A partir dos exemplos 14, 15 e 16, amostras bastante representativas dos

simulacros de subjetividade engendrados no discurso publicitário, podemos acrescentar

ao modelo da figura 12, as categorias ilustradas abaixo. Nestas, ao contrário do que

59

verificamos naquele modelo, os actantes sujeitos no enunciado são subjetividades

construídas, simulacros de subjetividade que capitalizam esta não autenticidade. Estes

simulacros de presença convocam o enunciatário a significar os enunciados na

“ausência” dos corpos (processo semiótico que implica uma referência a um actante

externo) e despertam aqueles efeitos de intersubjetividade identificados nas demais

figuras.

Na presença de um actante sujeito simulando um estado “debreado”, vimos

que o enunciatário pode ser convocado de várias formas: como parceiro pressuposto

deste actante (figura 10a e 10b), como seu objeto de fantasia e parceiro imaginário

(figura 11), etc. Contudo, na ausência deste actante sujeito em enunciados eróticos (17b

e 17c), o que verificamos são simulacros de presença no lugar daqueles sujeitos

autênticos anteriormente identificados. Estes efeitos de intersubjetividade podem

acontecer, assim como indicado no modelo da figura 12, entre dois actantes enunciados

ou entre um actante enunciado e o enunciatário (17c). Neste caso, temos um simulacro

de sujeito provocante dando-se a perceber como corpo desejável a um outro actante, o

enunciatário.

Figura 17 – Simulacros de subjetividade

60

Desta feita, a partir da proposta de Landowski acerca dos regimes de visão

engendrados pelos actantes, observamos no corpus analisado que os estados embreados

e debreados dos actantes figurativizados dão forma a intersubjetividades que podem se

resolver tanto no enunciado quanto na enunciação.
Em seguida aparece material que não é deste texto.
use serde::Deserialize;
use serde_json::{Map, Value};

#[derive(Debug, Deserialize)]
pub struct Config {
	pub service: Service,
	pub storage: Storage,
	pub providers: Providers,
	#[serde(default)]
	pub search: Search,
	pub security: Security,
}

#[derive(Debug, Deserialize)]
pub struct Service {
	pub http_bind: String,
	pub log_level: String,
}

#[derive(Debug, Deserialize)]
pub struct Storage {
	pub postgres: Postgres,
}

#[derive(Debug, Deserialize)]
pub struct Postgres {
	pub dsn: String,
	pub pool_max_conns: u32,
}

#[derive(Debug, Deserialize)]
pub struct Providers {
	pub embedding: EmbeddingProviderConfig,
}

#[derive(Debug, Deserialize)]
pub struct EmbeddingProviderConfig {
	pub provider_id: String,
	pub api_base: String,
	pub api_key: String,
	pub path: String,
	pub model: String,
	pub dimensions: u32,
	pub timeout_ms: u64,
	#[serde(default)]
	pub default_headers: Map<String, Value>,
}

#[derive(Debug, Deserialize)]
#[serde(default)]
pub struct Search {
	pub default_match_count: u32,
	pub default_match_threshold: f32,
	pub context_radius: u32,
}
impl Default for Search {
	fn default() -> Self {
		Self { default_match_count: 5, default_match_threshold: 0.7, context_radius: 2 }
	}
}

#[derive(Debug, Deserialize)]
pub struct Security {
	pub bind_localhost_only: bool,
}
No percurso das análises até aqui desenvolvidas, observamos modos de

presença plenamente resolvidos, precipitando subjetividades postas em relação tanto no

enunciado quanto na enunciação. Progressivamente, estes sujeitos deram lugar a

simulacros de presenças que, ainda construindo uma temática erótica, remetiam a

subjetividades efetivas. Estes simulacros de presença operam segundo o mesmo estatuto

apontado na oposição acima, sem, contudo, fazerem uso de actantes sujeitos autênticos.
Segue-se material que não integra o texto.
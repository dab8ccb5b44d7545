use recall_domain::{
	context::context_window,
	normalize::collapse_newlines,
	role::Role,
	similarity::cosine_similarity,
	tokens::estimate_tokens,
};

fn numbered(n: usize) -> Vec<usize> {
	(0..n).collect()
}

#[test]
fn window_is_centered_on_interior_matches() {
	let messages = numbered(10);
	let window = context_window(&messages, 2, |m| *m == 5);

	assert_eq!(window, &[3, 4, 5, 6, 7]);
}

#[test]
fn window_is_clamped_at_the_start() {
	let messages = numbered(10);
	let window = context_window(&messages, 2, |m| *m == 0);

	assert_eq!(window, &[0, 1, 2]);
}

#[test]
fn window_is_clamped_at_the_end() {
	let messages = numbered(10);
	let window = context_window(&messages, 2, |m| *m == 9);

	assert_eq!(window, &[7, 8, 9]);
}

#[test]
fn window_for_unknown_match_is_empty() {
	let messages = numbered(10);
	let window = context_window(&messages, 2, |m| *m == 42);

	assert!(window.is_empty());
}

#[test]
fn window_over_empty_sequence_is_empty() {
	let messages: Vec<usize> = Vec::new();
	let window = context_window(&messages, 2, |_| true);

	assert!(window.is_empty());
}

#[test]
fn window_with_zero_radius_is_the_match_alone() {
	let messages = numbered(4);
	let window = context_window(&messages, 0, |m| *m == 2);

	assert_eq!(window, &[2]);
}

#[test]
fn window_wider_than_the_conversation_is_the_whole_conversation() {
	let messages = numbered(3);
	let window = context_window(&messages, 10, |m| *m == 1);

	assert_eq!(window, &[0, 1, 2]);
}

#[test]
fn newline_runs_collapse_to_single_spaces() {
	assert_eq!(collapse_newlines("login\nfailed"), "login failed");
	assert_eq!(collapse_newlines("a\r\n\r\nb"), "a b");
	assert_eq!(collapse_newlines("a\rb\nc"), "a b c");
}

#[test]
fn edge_newlines_leave_no_stray_spaces() {
	assert_eq!(collapse_newlines("\n\nhello\n"), "hello");
	assert_eq!(collapse_newlines("\r\n"), "");
}

#[test]
fn interior_spacing_is_preserved() {
	assert_eq!(collapse_newlines("a  b"), "a  b");
	assert_eq!(collapse_newlines("single line"), "single line");
}

#[test]
fn roles_parse_case_insensitively() {
	assert_eq!(Role::parse("user"), Some(Role::User));
	assert_eq!(Role::parse(" Assistant "), Some(Role::Assistant));
	assert_eq!(Role::parse("SYSTEM"), Some(Role::System));
	assert_eq!(Role::parse("tool"), None);
	assert_eq!(Role::parse(""), None);
}

#[test]
fn roles_serialize_lowercase() {
	assert_eq!(serde_json::to_string(&Role::Assistant).unwrap(), "\"assistant\"");

	let parsed: Role = serde_json::from_str("\"system\"").unwrap();

	assert_eq!(parsed, Role::System);
}

#[test]
fn identical_vectors_score_one() {
	assert_eq!(cosine_similarity(&[1.0, 0.0], &[1.0, 0.0]), 1.0);
}

#[test]
fn orthogonal_vectors_score_zero() {
	assert_eq!(cosine_similarity(&[1.0, 0.0], &[0.0, 1.0]), 0.0);
}

#[test]
fn opposite_vectors_score_negative_one() {
	assert_eq!(cosine_similarity(&[1.0, 0.0], &[-1.0, 0.0]), -1.0);
}

#[test]
fn degenerate_vectors_score_zero() {
	assert_eq!(cosine_similarity(&[0.0, 0.0], &[1.0, 0.0]), 0.0);
	assert_eq!(cosine_similarity(&[1.0], &[1.0, 0.0]), 0.0);
	assert_eq!(cosine_similarity(&[], &[]), 0.0);
}

#[test]
fn magnitude_does_not_change_similarity() {
	let sim = cosine_similarity(&[3.0, 4.0], &[6.0, 8.0]);

	assert!((sim - 1.0).abs() < 1e-6);
}

#[test]
fn token_estimate_scales_with_length_and_never_hits_zero() {
	assert_eq!(estimate_tokens("ab"), 1);
	assert_eq!(estimate_tokens("abcdefgh"), 2);
	assert_eq!(estimate_tokens(""), 1);
}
Pelo contrário. Os corpos de que se valem parecem eximir-se de uma responsabilidade

intelectiva, como se buscassem justamente apresentarem-se como meros corpos

desejantes, actantes “sujeitos” reprimidos, exauridos de suas falibilidades, de suas

indulgências, subsumidos a seu “sex appeal” residual, este derradeiro atributo

quintessencial que os torna desejáveis e que melindra uma intersubjetividade parca, mas

irrefutável.

Na figura 18, observamos uma situação singular. Os objetos utilizados não

têm vida, volição ou outra qualidade intelectiva destacada pelo enunciado. São dois

artefatos inanimados colocados lado a lado, quase como resultado dos caprichos do

acaso. O enunciado destaca os atributos pragmáticos do produto, referentes à

lubrificação dos órgãos sexuais (temática de difícil abordagem, que poderia dar origem

a um anúncio agressivo e vulgar), lançando mão de uma figuratividade absolutamente

inócua. Entretanto, o sentido sexual deste enunciado se baseia na eminência da conexão

entre o tubo e a embalagem, elementos que metaforizam, respectivamente, os órgãos

sexuais masculino (o que penetra) e feminino (que é penetrado).

61

Figura 18 – Sexualidade metafórica

Johnson & Johnson, Playboy, 2003

Um princípio guestáltico argutamente utilizado dá sentido ao anúncio.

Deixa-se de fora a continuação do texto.